Dalby, terrified of heights, persuaded the mother to let her son go, but she knew her only chance to save the woman was to win her trust. "She kept saying I looked too young, and how could I know what I'm doing," recalled Dalby, 22, who had been with the police department only 1 1/2 years. The woman told Dalby: "Get up here, and I'll trust you."

Sitting precariously above the Beltway, and sometimes shouting over the traffic, the officer talked to the woman, who said she was distraught over her inability to get housing assistance. After 30 minutes, Dalby and the woman "took to each other" and she convinced the woman that her more experienced supervisor could also help.

"She let me put my arms around her," said Dalby. As her supervisor approached the guardrail, "we kind of pulled her. I've never been that scared. I really haven't."

For her "empathy and sensitivity" on Nov. 21, 1985, Dalby was recently honored, along with 13 other public safety officers, at the eighth annual Valorous Service Awards ceremony. The awards luncheon, sponsored by the Fairfax County Chamber of Commerce, honors heroism above and beyond the call of duty in the police, fire and rescue and sheriff's departments.
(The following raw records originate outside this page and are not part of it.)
//! GameView: maps a `GameSnapshot` into a terminal framebuffer.
//!
//! The board and preview are painted by the pixel renderer onto private canvases and then
//! downsampled into half-block cells, so the terminal shows the same picture any other
//! surface would. HUD text and overlays are drawn directly as characters.
//!
//! This module is pure (no I/O). It can be unit-tested.

use blockfall_render::{draw_board, draw_preview, PixelCanvas, Rgb};

use crate::core::GameSnapshot;
use crate::fb::{CellStyle, FrameBuffer};
use crate::types::{Phase, BOARD_COLS, BOARD_ROWS};

/// Preview canvas size in preview blocks
const PREVIEW_COLS: u32 = 5;
const PREVIEW_ROWS: u32 = 4;
/// Columns between the board frame and the side panel
const PANEL_GAP: u16 = 2;

/// Terminal viewport dimensions.
#[derive(Debug, Clone, Copy, PartialEq, Eq)]
pub struct Viewport {
    pub width: u16,
    pub height: u16,
}

impl Viewport {
    pub fn new(width: u16, height: u16) -> Self {
        Self { width, height }
    }

    /// Whether `self` can show everything up to and including the side panel
    pub fn fits(&self, min: Viewport) -> bool {
        self.width >= min.width && self.height >= min.height
    }
}

#[derive(Debug, Clone, Copy, PartialEq, Eq)]
pub enum AnchorY {
    Center,
    Top,
}

const FRAME_STYLE: CellStyle = CellStyle::new(Rgb::new(200, 200, 200), Rgb::new(0, 0, 0));
const LABEL_STYLE: CellStyle = CellStyle::new(Rgb::new(220, 220, 220), Rgb::new(0, 0, 0)).bold();
const VALUE_STYLE: CellStyle = CellStyle::new(Rgb::new(200, 200, 200), Rgb::new(0, 0, 0));
const OVERLAY_STYLE: CellStyle = CellStyle::new(Rgb::new(255, 255, 255), Rgb::new(0, 0, 0)).bold();

const LEGEND: [&str; 8] = [
    "<- -> move",
    "UP    rotate",
    "DOWN  soft drop",
    "SPACE hard drop",
    "P     pause",
    "ENTER start",
    "R     reset",
    "Q     quit",
];

/// Terminal view of the game.
///
/// Owns the board and preview canvases so frames can be rendered without allocating.
#[derive(Debug, Clone)]
pub struct GameView {
    block_px: u32,
    preview_px: u32,
    board: PixelCanvas,
    preview: PixelCanvas,
    anchor_y: AnchorY,
}

impl Default for GameView {
    fn default() -> Self {
        Self::new(8, 6)
    }
}

impl GameView {
    /// Create a view painting board blocks of `block_px` and preview blocks of `preview_px`
    /// pixels. Odd or tiny sizes are rounded to the nearest even size of at least 2.
    pub fn new(block_px: u32, preview_px: u32) -> Self {
        let block_px = even_at_least_2(block_px);
        let preview_px = even_at_least_2(preview_px);
        Self {
            block_px,
            preview_px,
            board: PixelCanvas::new(BOARD_COLS as u32 * block_px, BOARD_ROWS as u32 * block_px),
            preview: PixelCanvas::new(PREVIEW_COLS * preview_px, PREVIEW_ROWS * preview_px),
            anchor_y: AnchorY::Center,
        }
    }

    pub fn with_anchor_y(mut self, anchor_y: AnchorY) -> Self {
        self.anchor_y = anchor_y;
        self
    }

    pub fn block_px(&self) -> u32 {
        self.block_px
    }

    pub fn preview_px(&self) -> u32 {
        self.preview_px
    }

    /// Board area in terminal cells: two columns and one row per board cell.
    pub fn board_cells() -> (u16, u16) {
        (BOARD_COLS as u16 * 2, BOARD_ROWS as u16)
    }

    /// Preview area in terminal cells.
    pub fn preview_cells() -> (u16, u16) {
        (PREVIEW_COLS as u16 * 2, PREVIEW_ROWS as u16)
    }

    /// Smallest viewport that shows the board frame and the side panel.
    pub fn min_viewport() -> Viewport {
        let (bw, bh) = Self::board_cells();
        let (pw, _) = Self::preview_cells();
        Viewport::new(bw + 2 + PANEL_GAP + pw + 2, bh + 2)
    }

    /// Render the current game state into an existing framebuffer.
    ///
    /// Callers can reuse a framebuffer across frames and only resize when the terminal
    /// size changes.
    pub fn render_into(&mut self, snap: &GameSnapshot, viewport: Viewport, fb: &mut FrameBuffer) {
        fb.resize(viewport.width, viewport.height);
        fb.clear(CellStyle::default().into_cell(' '));

        let (board_w, board_h) = Self::board_cells();
        let frame_w = board_w + 2;
        let frame_h = board_h + 2;

        let (preview_w, _) = Self::preview_cells();
        let content_w = frame_w + PANEL_GAP + preview_w + 2;
        let start_x = if viewport.width >= content_w {
            (viewport.width - content_w) / 2
        } else {
            viewport.width.saturating_sub(frame_w) / 2
        };
        let start_y = match self.anchor_y {
            AnchorY::Center => viewport.height.saturating_sub(frame_h) / 2,
            AnchorY::Top => 0,
        };

        draw_border(fb, start_x, start_y, frame_w, frame_h, FRAME_STYLE);

        draw_board(snap, &mut self.board, self.block_px);
        let half = self.block_px / 2;
        fb.blit_half_blocks(start_x + 1, start_y + 1, &self.board, half, half);

        self.draw_side_panel(fb, snap, viewport, start_x + frame_w + PANEL_GAP, start_y);

        match snap.phase {
            Phase::Idle => draw_overlay_text(fb, start_x, start_y, frame_w, frame_h, "PRESS ENTER"),
            Phase::Paused => draw_overlay_text(fb, start_x, start_y, frame_w, frame_h, "PAUSED"),
            Phase::Over => draw_game_over(fb, start_x, start_y, frame_w, frame_h, snap.score),
            Phase::Running => {}
        }
    }

    /// Convenience helper that allocates a new framebuffer.
    pub fn render(&mut self, snap: &GameSnapshot, viewport: Viewport) -> FrameBuffer {
        let mut fb = FrameBuffer::new(viewport.width, viewport.height);
        self.render_into(snap, viewport, &mut fb);
        fb
    }

    fn draw_side_panel(
        &mut self,
        fb: &mut FrameBuffer,
        snap: &GameSnapshot,
        viewport: Viewport,
        panel_x: u16,
        start_y: u16,
    ) {
        let (preview_w, preview_h) = Self::preview_cells();
        if panel_x >= viewport.width || viewport.width - panel_x < preview_w + 2 {
            return;
        }

        let mut y = start_y;
        for (label, value) in [("SCORE", snap.score), ("LEVEL", snap.level), ("LINES", snap.lines)] {
            fb.put_str(panel_x, y, label, LABEL_STYLE);
            fb.put_u32(panel_x, y.saturating_add(1), value, VALUE_STYLE);
            y = y.saturating_add(3);
        }

        fb.put_str(panel_x, y, "NEXT", LABEL_STYLE);
        y = y.saturating_add(1);
        draw_border(fb, panel_x, y, preview_w + 2, preview_h + 2, FRAME_STYLE);
        draw_preview(snap, &mut self.preview, self.preview_px);
        let half = self.preview_px / 2;
        fb.blit_half_blocks(panel_x + 1, y + 1, &self.preview, half, half);
        y = y.saturating_add(preview_h + 3);

        let legend = VALUE_STYLE.dim();
        for line in LEGEND {
            if y >= viewport.height {
                break;
            }
            fb.put_str(panel_x, y, line, legend);
            y += 1;
        }
    }
}

fn even_at_least_2(px: u32) -> u32 {
    (px.max(2) / 2) * 2
}

fn draw_border(fb: &mut FrameBuffer, x: u16, y: u16, w: u16, h: u16, style: CellStyle) {
    if w < 2 || h < 2 {
        return;
    }

    fb.put_char(x, y, '┌', style);
    fb.put_char(x + w - 1, y, '┐', style);
    fb.put_char(x, y + h - 1, '└', style);
    fb.put_char(x + w - 1, y + h - 1, '┘', style);

    for dx in 1..w - 1 {
        fb.put_char(x + dx, y, '─', style);
        fb.put_char(x + dx, y + h - 1, '─', style);
    }
    for dy in 1..h - 1 {
        fb.put_char(x, y + dy, '│', style);
        fb.put_char(x + w - 1, y + dy, '│', style);
    }
}

fn centered_x(start_x: u16, frame_w: u16, text_w: u16) -> u16 {
    start_x.saturating_add(frame_w.saturating_sub(text_w) / 2)
}

fn draw_overlay_text(
    fb: &mut FrameBuffer,
    start_x: u16,
    start_y: u16,
    frame_w: u16,
    frame_h: u16,
    text: &str,
) {
    let mid_y = start_y.saturating_add(frame_h / 2);
    let text_w = text.chars().count() as u16;
    fb.put_str(centered_x(start_x, frame_w, text_w), mid_y, text, OVERLAY_STYLE);
}

/// Boxed panel with the final score and the restart hint.
fn draw_game_over(
    fb: &mut FrameBuffer,
    start_x: u16,
    start_y: u16,
    frame_w: u16,
    frame_h: u16,
    score: u32,
) {
    const PANEL_W: u16 = 18;
    const PANEL_H: u16 = 7;

    let x = centered_x(start_x, frame_w, PANEL_W);
    let y = start_y.saturating_add(frame_h.saturating_sub(PANEL_H) / 2);
    fb.fill_rect(x, y, PANEL_W, PANEL_H, ' ', OVERLAY_STYLE);
    draw_border(fb, x, y, PANEL_W, PANEL_H, FRAME_STYLE);

    let title = "GAME OVER";
    fb.put_str(centered_x(x, PANEL_W, title.len() as u16), y + 1, title, OVERLAY_STYLE);

    let label = "SCORE ";
    let line_w = label.len() as u16 + digit_count(score);
    let sx = centered_x(x, PANEL_W, line_w);
    fb.put_str(sx, y + 3, label, VALUE_STYLE);
    fb.put_u32(sx + label.len() as u16, y + 3, score, OVERLAY_STYLE);

    let hint = "R TO RESTART";
    fb.put_str(centered_x(x, PANEL_W, hint.len() as u16), y + 5, hint, VALUE_STYLE.dim());
}

fn digit_count(mut n: u32) -> u16 {
    let mut count = 1;
    while n >= 10 {
        n /= 10;
        count += 1;
    }
    count
}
On the podium at the Springfield Hilton, Dalby glowed as she was presented with the Bronze Medal, given in recognition of acts involving unusual personal risk or unusual judgment, zeal or ingenuity in an emergency situation.
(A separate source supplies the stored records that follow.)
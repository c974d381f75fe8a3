//! Framebuffer and style types for terminal rendering.

use blockfall_render::{PixelCanvas, Rect, Surface};

pub use blockfall_render::Rgb;

/// Upper half block: fg paints the top half of the cell, bg the bottom half.
pub const HALF_BLOCK: char = '▀';

/// Minimal per-cell styling.
#[derive(Debug, Clone, Copy, PartialEq, Eq)]
pub struct CellStyle {
    pub fg: Rgb,
    pub bg: Rgb,
    pub bold: bool,
    pub dim: bool,
}

impl CellStyle {
    pub const fn new(fg: Rgb, bg: Rgb) -> Self {
        Self {
            fg,
            bg,
            bold: false,
            dim: false,
        }
    }

    pub const fn bold(self) -> Self {
        Self { bold: true, ..self }
    }

    pub const fn dim(self) -> Self {
        Self { dim: true, ..self }
    }

    pub fn into_cell(self, ch: char) -> Cell {
        Cell { ch, style: self }
    }
}

impl Default for CellStyle {
    fn default() -> Self {
        Self::new(Rgb::new(220, 220, 220), Rgb::new(0, 0, 0))
    }
}

/// A single terminal cell.
#[derive(Debug, Clone, Copy, PartialEq, Eq)]
pub struct Cell {
    pub ch: char,
    pub style: CellStyle,
}

impl Default for Cell {
    fn default() -> Self {
        Self {
            ch: ' ',
            style: CellStyle::default(),
        }
    }
}

/// 2D framebuffer of styled character cells.
#[derive(Debug, Clone, PartialEq, Eq)]
pub struct FrameBuffer {
    width: u16,
    height: u16,
    cells: Vec<Cell>,
}

impl FrameBuffer {
    pub fn new(width: u16, height: u16) -> Self {
        let len = (width as usize) * (height as usize);
        Self {
            width,
            height,
            cells: vec![Cell::default(); len],
        }
    }

    pub fn width(&self) -> u16 {
        self.width
    }

    pub fn height(&self) -> u16 {
        self.height
    }

    /// Resize the framebuffer, keeping the allocation when possible.
    pub fn resize(&mut self, width: u16, height: u16) {
        if self.width == width && self.height == height {
            return;
        }
        self.width = width;
        self.height = height;
        let len = (width as usize) * (height as usize);
        self.cells.resize(len, Cell::default());
    }

    pub fn cells(&self) -> &[Cell] {
        &self.cells
    }

    #[inline(always)]
    fn idx(&self, x: u16, y: u16) -> Option<usize> {
        if x >= self.width || y >= self.height {
            return None;
        }
        Some((y as usize) * (self.width as usize) + (x as usize))
    }

    pub fn get(&self, x: u16, y: u16) -> Option<Cell> {
        self.idx(x, y).map(|i| self.cells[i])
    }

    pub fn set(&mut self, x: u16, y: u16, cell: Cell) {
        if let Some(i) = self.idx(x, y) {
            self.cells[i] = cell;
        }
    }

    pub fn clear(&mut self, cell: Cell) {
        self.cells.fill(cell);
    }

    pub fn put_char(&mut self, x: u16, y: u16, ch: char, style: CellStyle) {
        self.set(x, y, Cell { ch, style });
    }

    pub fn put_str(&mut self, x: u16, y: u16, s: &str, style: CellStyle) {
        let mut cx = x;
        for ch in s.chars() {
            if cx >= self.width {
                break;
            }
            self.put_char(cx, y, ch, style);
            cx += 1;
        }
    }

    /// Write `n` in decimal without allocating. Returns the number of cells used.
    pub fn put_u32(&mut self, x: u16, y: u16, n: u32, style: CellStyle) -> u16 {
        let mut digits = [0u8; 10];
        let mut len = 0;
        let mut v = n;
        loop {
            digits[len] = b'0' + (v % 10) as u8;
            len += 1;
            v /= 10;
            if v == 0 {
                break;
            }
        }
        for (i, d) in digits[..len].iter().rev().enumerate() {
            self.put_char(x.saturating_add(i as u16), y, *d as char, style);
        }
        len as u16
    }

    pub fn fill_rect(&mut self, x: u16, y: u16, w: u16, h: u16, ch: char, style: CellStyle) {
        for dy in 0..h {
            for dx in 0..w {
                self.put_char(x.saturating_add(dx), y.saturating_add(dy), ch, style);
            }
        }
    }

    /// Downsample `canvas` into half-block cells with the top-left cell at `(x, y)`.
    ///
    /// Each terminal cell covers `sample_w` pixels horizontally and two stacked groups of
    /// `sample_h` pixels vertically; each group is averaged into one color. Returns the
    /// `(columns, rows)` written.
    pub fn blit_half_blocks(
        &mut self,
        x: u16,
        y: u16,
        canvas: &PixelCanvas,
        sample_w: u32,
        sample_h: u32,
    ) -> (u16, u16) {
        if sample_w == 0 || sample_h == 0 {
            return (0, 0);
        }
        let cols = (canvas.width() / sample_w) as u16;
        let rows = (canvas.height() / (sample_h * 2)) as u16;

        for cy in 0..rows {
            for cx in 0..cols {
                let px = (cx as u32 * sample_w) as i32;
                let py = (cy as u32 * sample_h * 2) as i32;
                let top = canvas.average(Rect::new(px, py, sample_w, sample_h));
                let bottom = canvas.average(Rect::new(px, py + sample_h as i32, sample_w, sample_h));
                self.put_char(
                    x.saturating_add(cx),
                    y.saturating_add(cy),
                    HALF_BLOCK,
                    CellStyle::new(top, bottom),
                );
            }
        }
        (cols, rows)
    }
}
The Gold Medal, the top honor for an act involving extreme personal risk, has never been awarded. This year there were two recipients of the Silver Medal, awarded for acts involving great personal risk.

Dalby said she still talks about three times a week to the woman whom she helped rescue. A social worker has been helping the woman with her housing situation, she said, and the woman's 17-year-old retarded son has a part-time job.

Of her award, Dalby said she was surprised. Of helping the woman, Dalby said: "It was just the nicest feeling in the world."

Other recipients, chosen by a panel of citizens from nominations by public safety officials, were:

Sgt. George L. Sisson, fire Company 30, Merrifield. Sisson received the Silver Medal for crawling into a burning house with "total disregard for his own personal safety" and saving two elderly victims trapped inside.

Police Officer Ralph R. Scott, West Springfield District Station. Scott received the Silver Medal for ordering an armed man holding a doctor and nurse hostage to lay down his gun. The suspect hesitated, pointed his gun at Scott, and then surrendered.

Bronze Medals were awarded to Officers Stephen R. Scherr, Joseph D. Welch, and Master Officer Stanley H. Shaner, all of West Springfield District Station; Officer Timothy W. Field, Reston District Station; Officer Paul S. Crossfield, Mount Vernon District Station, and fire Lt. Bernard D. Bickman, Company 26, Edsall Road.

Honorable Mentions were awarded to Lt. William R. Kingdon, Sgt. Timothy R. Jeter and Firefighter I Eugene W. Beach, all of Company 2, Vienna.

Lifesaving Awards were presented to Firefighter John L. Leete, Company 34, Oakton, and Michael Guditus, Emergency Communications Assistant II, Emergency Operations Center.